Rannie (1963) employed a monopersulfate compound, oxone, with more recent work yielding more satisfying technical results. The easiest way to observe the fibers after the oxidation stage is to stain them with Gomori's aldehyde fuchsin; after preoxidation, some fibers will show up with orcein and resorcin fuchsin.(3,9) The oxytalan fiber is not visible when stained with either Verhoeffs ferric chloride hemtoxylin or Orcinol-new fuchsin following oxidation. Studies on histochemistry and morphology at light microscopy magnifications offer some support for theories about a possible relationship to elastic fibers. They also suggest that the oxytalan fiber belongs in the same category as elastic fibers and that it has multiple structural components.

==Chronic periodontitis==
Research indicates a close association between the condition, oxytalan fibers, and chronic periodontitis. The pathological alterations associated with chronic periodontitis included edema and a noticeable infiltration of inflammatory plasma cells in the periodontal tissue. The oxytalan fibers were disrupted or completely absent in the areas closest to the basement membrane. The oxytalan fibers surrounding blood arteries were also largely damaged. Three methods—light microscopy(LM), transmission electron microscopy (TEM), and scanning electron microscopy—were employed in this investigation to examine oxytalan fibers.

The oxytalan fibers were observed under an electron microscope to be loose, endless, and composed of extremely fine fibrils, with an 11–12 nm diameter.

The oxytalan fibers were broken down by TEM, shattered in the interstitial tissue and detached from the basal lamina.

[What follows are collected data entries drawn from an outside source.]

//! Monetary amounts as exported by the bank.
//!
//! Wraps `rust_decimal` so comma-decimal numerals such as `12,34` are read
//! exactly, and renders them with the two decimals QIF expects.

use rust_decimal::{Decimal, RoundingStrategy};
use std::fmt;
use std::ops::Neg;
use std::str::FromStr;

/// A signed monetary amount.
///
/// # Examples
///
/// ```
/// use csv2qif::Amount;
///
/// let amount = Amount::parse_comma_decimal("12,34").unwrap();
/// assert_eq!(amount.to_string(), "12.34");
/// assert_eq!((-amount).to_string(), "-12.34");
/// ```
#[derive(Debug, Clone, Copy, PartialEq, Eq, Default)]
pub struct Amount(Decimal);

impl Amount {
    /// Decimal places in the rendered amount.
    pub const DISPLAY_SCALE: u32 = 2;

    /// Creates an `Amount`, folding negative zero into zero.
    pub fn new(value: Decimal) -> Self {
        let mut value = value;
        if value.is_zero() {
            value.set_sign_positive(true);
        }
        Amount(value)
    }

    /// Parses a numeral that uses a comma as decimal separator.
    ///
    /// Only the first comma is turned into a period, so `1,234,56` is
    /// rejected rather than silently misread. Besides a leading sign only
    /// digits and that one period are accepted; `rust_decimal` on its own
    /// would also take `1_000` and `1e3`.
    pub fn parse_comma_decimal(s: &str) -> std::result::Result<Self, rust_decimal::Error> {
        let numeral = s.replacen(',', ".", 1);
        check_plain_numeral(&numeral)?;
        numeral.parse()
    }

    /// Returns the negated absolute value.
    pub fn negative_abs(self) -> Self {
        Amount::new(-self.0.abs())
    }

    /// Returns `true` if this value is zero.
    pub fn is_zero(&self) -> bool {
        self.0.is_zero()
    }

    /// Returns `true` if this value is below zero.
    pub fn is_negative(&self) -> bool {
        self.0.is_sign_negative() && !self.0.is_zero()
    }

    /// The underlying decimal value.
    pub fn value(&self) -> Decimal {
        self.0
    }
}

/// Accepts `[+-]digits[.digits]` with at least one digit.
fn check_plain_numeral(s: &str) -> std::result::Result<(), rust_decimal::Error> {
    let unsigned = s.strip_prefix(&['+', '-'][..]).unwrap_or(s);
    let mut digits = 0;
    let mut points = 0;
    for c in unsigned.chars() {
        match c {
            '0'..='9' => digits += 1,
            '.' => points += 1,
            _ => {
                return Err(rust_decimal::Error::ErrorString(format!(
                    "invalid character {:?} in amount",
                    c
                )))
            }
        }
    }
    if digits == 0 || points > 1 {
        return Err(rust_decimal::Error::ErrorString(format!(
            "{:?} is not a plain decimal number",
            s
        )));
    }
    Ok(())
}

impl FromStr for Amount {
    type Err = rust_decimal::Error;

    fn from_str(s: &str) -> std::result::Result<Self, Self::Err> {
        Ok(Amount::new(Decimal::from_str(s)?))
    }
}

impl Neg for Amount {
    type Output = Self;

    fn neg(self) -> Self::Output {
        Amount::new(-self.0)
    }
}

/// Renders two decimals, rounding half away from zero (`1.005` -> `1.01`);
/// zero is always `0.00`, never `-0.00`.
impl fmt::Display for Amount {
    fn fmt(&self, f: &mut fmt::Formatter<'_>) -> fmt::Result {
        let mut rounded = self
            .0
            .round_dp_with_strategy(Self::DISPLAY_SCALE, RoundingStrategy::MidpointAwayFromZero);
        rounded.rescale(Self::DISPLAY_SCALE);
        if rounded.is_zero() {
            rounded.set_sign_positive(true);
        }
        write!(f, "{}", rounded)
    }
}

Large volumes of long, branching, smooth-surfaced interlaced oxytalan fiber meshwork were visible in the SEM.

Additionally, it is noted that because oxytalan fibers are made up of bundles of microfibrils without elastin, they are unable to elongate in response to mechanical stress.

The biological role and significance of oxytalan are not fully understood, despite research. Their characteristics have been studied using light microscopy, transmission electron microscopy, and scanning electron microscopy.